Stored data
★ ★ ★ ★ ★ ★ ★

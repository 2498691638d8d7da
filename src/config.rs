//! Run configuration.
//!
//! A [`SitemapConfig`] is built once in `main` from three layers, highest
//! priority first:
//!
//! 1. command-line flags and their environment variables ([`Cli`])
//! 2. an optional YAML file ([`FileConfig`], loaded with `serde_yaml`)
//! 3. built-in defaults
//!
//! The resolved value is passed by reference into every pipeline stage; no
//! stage reads globals or the environment.
//!
//! # YAML Example
//!
//! ```yaml
//! base_url: https://example.org
//! root: ./public
//! extensions: [".html", ".htm"]
//! max_urls_per_sitemap: 5000
//! output_dir: ./public
//! index_strategy: rescan
//! ping: true
//! ```

use crate::cli::Cli;
use crate::outputs::index::INDEX_FILENAME;
use crate::ping::DEFAULT_PING_ENDPOINT;
use serde::{Deserialize, Serialize};
use std::error::Error;
use std::fs;
use std::path::{Path, PathBuf};
use std::time::Duration;
use tracing::{debug, info, instrument};
use url::Url;

/// Upper bound on `url` entries per sub-sitemap imposed by the sitemap protocol.
pub const PROTOCOL_MAX_URLS: usize = 5000;

/// Default file name suffixes that are turned into URLs.
pub const DEFAULT_EXTENSIONS: [&str; 2] = [".html", ".php"];

const DEFAULT_PING_TIMEOUT_SECS: u64 = 10;

/// How the sitemap index chooses the sub-sitemaps it references.
#[derive(Debug, Clone, Copy, PartialEq, Eq, Default, Deserialize, Serialize, clap::ValueEnum)]
#[serde(rename_all = "snake_case")]
pub enum IndexStrategy {
    /// Only the files written during the current run.
    Session,
    /// Every `sitemap-*.xml` found in the output directory, whichever run created it.
    #[default]
    Rescan,
}

/// Shape of the optional YAML config file. Every key is optional.
#[derive(Debug, Default, Deserialize)]
#[serde(deny_unknown_fields)]
pub struct FileConfig {
    pub base_url: Option<String>,
    pub root: Option<PathBuf>,
    pub extensions: Option<Vec<String>>,
    pub max_urls_per_sitemap: Option<usize>,
    pub output_dir: Option<PathBuf>,
    pub index_strategy: Option<IndexStrategy>,
    pub ping: Option<bool>,
    pub ping_endpoint: Option<String>,
    pub ping_timeout_secs: Option<u64>,
    pub report_path: Option<PathBuf>,
}

/// Fully resolved configuration for one run.
#[derive(Debug, Clone)]
pub struct SitemapConfig {
    /// Site base URL without a trailing slash.
    pub base_url: String,
    pub root: PathBuf,
    pub extensions: Vec<String>,
    pub max_urls_per_sitemap: usize,
    pub output_dir: PathBuf,
    pub index_strategy: IndexStrategy,
    pub ping: bool,
    pub ping_endpoint: String,
    pub ping_timeout: Duration,
    pub report_path: Option<PathBuf>,
}

impl SitemapConfig {
    /// Build a configuration with every option at its default.
    ///
    /// # Errors
    ///
    /// Returns an error if `base_url` is not an absolute http(s) URL.
    pub fn new(base_url: &str) -> Result<Self, Box<dyn Error>> {
        Ok(Self {
            base_url: normalize_base_url(base_url)?,
            root: PathBuf::from("."),
            extensions: DEFAULT_EXTENSIONS.iter().map(|e| e.to_string()).collect(),
            max_urls_per_sitemap: PROTOCOL_MAX_URLS,
            output_dir: PathBuf::from("."),
            index_strategy: IndexStrategy::default(),
            ping: false,
            ping_endpoint: DEFAULT_PING_ENDPOINT.to_string(),
            ping_timeout: Duration::from_secs(DEFAULT_PING_TIMEOUT_SECS),
            report_path: None,
        })
    }

    /// Load the config file named by `--config` (if any) and merge it with the CLI.
    #[instrument(level = "info", skip_all)]
    pub fn from_cli(cli: &Cli) -> Result<Self, Box<dyn Error>> {
        let file = match &cli.config {
            Some(path) => load_file_config(path)?,
            None => FileConfig::default(),
        };
        Self::resolve(cli, file)
    }

    /// Merge CLI values over file values over defaults, then validate.
    ///
    /// # Errors
    ///
    /// Fails when no base URL is given anywhere, when the base URL is not an
    /// absolute http(s) URL, when the per-sitemap limit is outside
    /// `1..=5000`, or when the extension list is empty.
    pub fn resolve(cli: &Cli, file: FileConfig) -> Result<Self, Box<dyn Error>> {
        let base_url = cli
            .base_url
            .clone()
            .or(file.base_url)
            .ok_or("a base URL is required (--base-url, SITEMAP_BASE_URL or `base_url` in the config file)")?;

        let mut config = Self::new(&base_url)?;

        if let Some(root) = cli.root.clone().or(file.root) {
            config.root = root;
        }
        if let Some(extensions) = cli.extensions.clone().or(file.extensions) {
            config.extensions = extensions
                .into_iter()
                .map(|e| e.trim().to_string())
                .filter(|e| !e.is_empty())
                .collect();
        }
        if let Some(max) = cli.max_urls.or(file.max_urls_per_sitemap) {
            config.max_urls_per_sitemap = max;
        }
        if let Some(output_dir) = cli.output_dir.clone().or(file.output_dir) {
            config.output_dir = output_dir;
        }
        if let Some(strategy) = cli.index_strategy.or(file.index_strategy) {
            config.index_strategy = strategy;
        }
        config.ping = match (cli.ping, cli.no_ping) {
            (true, _) => true,
            (_, true) => false,
            _ => file.ping.unwrap_or(false),
        };
        if let Some(endpoint) = cli.ping_endpoint.clone().or(file.ping_endpoint) {
            config.ping_endpoint = endpoint;
        }
        if let Some(secs) = cli.ping_timeout_secs.or(file.ping_timeout_secs) {
            config.ping_timeout = Duration::from_secs(secs);
        }
        config.report_path = cli.report.clone().or(file.report_path);

        config.validate()?;
        debug!(?config, "Resolved configuration");
        Ok(config)
    }

    fn validate(&self) -> Result<(), Box<dyn Error>> {
        if self.max_urls_per_sitemap == 0 || self.max_urls_per_sitemap > PROTOCOL_MAX_URLS {
            return Err(format!(
                "max URLs per sitemap must be between 1 and {}, got {}",
                PROTOCOL_MAX_URLS, self.max_urls_per_sitemap
            )
            .into());
        }
        if self.extensions.is_empty() {
            return Err("at least one file extension must be configured".into());
        }
        Ok(())
    }

    /// Absolute URL of the sitemap index, as referenced by robots.txt and the ping.
    pub fn index_url(&self) -> String {
        format!("{}/{}", self.base_url, INDEX_FILENAME)
    }
}

/// Read and parse a YAML config file.
#[instrument(level = "info", skip_all, fields(path = %path.display()))]
pub fn load_file_config(path: &Path) -> Result<FileConfig, Box<dyn Error>> {
    let raw = fs::read_to_string(path)
        .map_err(|e| format!("cannot read config file {}: {}", path.display(), e))?;
    let file: FileConfig = serde_yaml::from_str(&raw)
        .map_err(|e| format!("invalid config file {}: {}", path.display(), e))?;
    info!("Loaded config file");
    Ok(file)
}

/// Validate a base URL and strip trailing slashes so `base + "/" + path` is well formed.
pub fn normalize_base_url(raw: &str) -> Result<String, Box<dyn Error>> {
    let trimmed = raw.trim();
    let parsed = Url::parse(trimmed).map_err(|e| format!("invalid base URL {:?}: {}", raw, e))?;
    if !matches!(parsed.scheme(), "http" | "https") || parsed.host_str().is_none() {
        return Err(format!("base URL must be an absolute http(s) URL, got {:?}", raw).into());
    }
    Ok(trimmed.trim_end_matches('/').to_string())
}

#[cfg(test)]
mod tests {
    use super::*;
    use clap::Parser;

    fn cli(args: &[&str]) -> Cli {
        let mut argv = vec!["sitemap_forge"];
        argv.extend_from_slice(args);
        Cli::parse_from(argv)
    }

    #[test]
    fn test_defaults() {
        let config = SitemapConfig::resolve(&cli(&["-b", "https://x.io"]), FileConfig::default()).unwrap();
        assert_eq!(config.base_url, "https://x.io");
        assert_eq!(config.root, PathBuf::from("."));
        assert_eq!(config.output_dir, PathBuf::from("."));
        assert_eq!(config.extensions, vec![".html", ".php"]);
        assert_eq!(config.max_urls_per_sitemap, 5000);
        assert_eq!(config.index_strategy, IndexStrategy::Rescan);
        assert!(!config.ping);
        assert_eq!(config.ping_endpoint, "https://www.bing.com/ping");
        assert_eq!(config.ping_timeout, Duration::from_secs(10));
        assert!(config.report_path.is_none());
    }

    #[test]
    fn test_base_url_trailing_slash_trimmed() {
        let config = SitemapConfig::new("https://x.io/docs/").unwrap();
        assert_eq!(config.base_url, "https://x.io/docs");
        assert_eq!(config.index_url(), "https://x.io/docs/sitemap.xml");
    }

    #[test]
    fn test_base_url_must_be_absolute_http() {
        assert!(normalize_base_url("example.org").is_err());
        assert!(normalize_base_url("ftp://example.org").is_err());
        assert!(normalize_base_url("").is_err());
        assert!(normalize_base_url("http://example.org").is_ok());
    }

    #[test]
    fn test_max_urls_bounds() {
        let file = FileConfig::default();
        assert!(SitemapConfig::resolve(&cli(&["-b", "https://x.io", "-m", "0"]), file).is_err());
        let file = FileConfig::default();
        assert!(SitemapConfig::resolve(&cli(&["-b", "https://x.io", "-m", "5001"]), file).is_err());
        let file = FileConfig::default();
        let ok = SitemapConfig::resolve(&cli(&["-b", "https://x.io", "-m", "2"]), file).unwrap();
        assert_eq!(ok.max_urls_per_sitemap, 2);
    }

    #[test]
    fn test_empty_extension_list_rejected() {
        let res = SitemapConfig::resolve(&cli(&["-b", "https://x.io", "-e", " ,"]), FileConfig::default());
        assert!(res.is_err());
    }

    #[test]
    fn test_yaml_file_merged_under_cli() {
        let tmp = tempfile::tempdir().unwrap();
        let path = tmp.path().join("sitemap.yaml");
        fs::write(
            &path,
            "base_url: https://from-file.io\n\
             root: ./site\n\
             extensions: [\".htm\"]\n\
             index_strategy: session\n\
             ping: true\n\
             ping_timeout_secs: 3\n\
             report_path: ./report.json\n",
        )
        .unwrap();

        let file = load_file_config(&path).unwrap();
        let config = SitemapConfig::resolve(&cli(&["-b", "https://from-cli.io", "-r", "./cli-root"]), file).unwrap();

        assert_eq!(config.base_url, "https://from-cli.io");
        assert_eq!(config.root, PathBuf::from("./cli-root"));
        assert_eq!(config.extensions, vec![".htm"]);
        assert_eq!(config.index_strategy, IndexStrategy::Session);
        assert!(config.ping);
        assert_eq!(config.ping_timeout, Duration::from_secs(3));
        assert_eq!(config.report_path, Some(PathBuf::from("./report.json")));
    }

    #[test]
    fn test_cli_no_ping_overrides_file() {
        let file = FileConfig {
            ping: Some(true),
            ..FileConfig::default()
        };
        let config = SitemapConfig::resolve(&cli(&["-b", "https://x.io", "--no-ping"]), file).unwrap();
        assert!(!config.ping);

        let file = FileConfig {
            ping: Some(true),
            ..FileConfig::default()
        };
        let config = SitemapConfig::resolve(&cli(&["-b", "https://x.io"]), file).unwrap();
        assert!(config.ping);

        let file = FileConfig {
            ping: Some(false),
            ..FileConfig::default()
        };
        let config = SitemapConfig::resolve(&cli(&["-b", "https://x.io", "--ping"]), file).unwrap();
        assert!(config.ping);
    }

    #[test]
    fn test_yaml_unknown_key_rejected() {
        let tmp = tempfile::tempdir().unwrap();
        let path = tmp.path().join("bad.yaml");
        fs::write(&path, "base_url: https://x.io\nlimit: 3\n").unwrap();
        assert!(load_file_config(&path).is_err());
    }

    #[test]
    fn test_missing_config_file_is_error() {
        let tmp = tempfile::tempdir().unwrap();
        assert!(load_file_config(&tmp.path().join("nope.yaml")).is_err());
    }
}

★ ★ ★ ★ ★ ★ ★

• _What is expected_
All that is wanted is an exact copy of the lines above from the one with "3. built-in defaults" through the one with "use crate::outputs::index::INDEX_FILENAME;", with both ends included.

• _Response to the task_
//! 3. built-in defaults
//!
//! The resolved value is passed by reference into every pipeline stage; no
//! stage reads globals or the environment.
//!
//! # YAML Example
//!
//! ```yaml
//! base_url: https://example.org
//! root: ./public
//! extensions: [".html", ".htm"]
//! max_urls_per_sitemap: 5000
//! output_dir: ./public
//! index_strategy: rescan
//! ping: true
//! ```

use crate::cli::Cli;
use crate::outputs::index::INDEX_FILENAME;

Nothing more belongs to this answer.